++++ Listed records ++++

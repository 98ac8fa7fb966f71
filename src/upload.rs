//! Gate for files dropped onto a slot.

/// A file offered by the UI for a slot.
#[derive(Debug, Clone, PartialEq, Eq)]
pub struct UploadFile {
    pub name: String,
    /// Media type reported by the picker; may be empty.
    pub media_type: String,
}

const ACCEPTED_MEDIA_TYPES: [&str; 2] = ["audio/mpeg", "audio/wav"];
const ACCEPTED_EXTENSIONS: [&str; 2] = [".mp3", ".wav"];

/// Accepts MP3 and WAV files, by media type or by file extension.
pub fn is_valid_upload(name: &str, media_type: &str) -> bool {
    if ACCEPTED_MEDIA_TYPES
        .iter()
        .any(|accepted| media_type.contains(accepted))
    {
        return true;
    }

    let name = name.to_ascii_lowercase();
    ACCEPTED_EXTENSIONS.iter().any(|ext| name.ends_with(ext))
}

++++

» **What you will do**: The lines to set down, exactly and with both ends included, run from the one containing "let name = name.to_ascii_lowercase();" to the last line of the data above.

» **Response box**:
    let name = name.to_ascii_lowercase();
    ACCEPTED_EXTENSIONS.iter().any(|ext| name.ends_with(ext))
}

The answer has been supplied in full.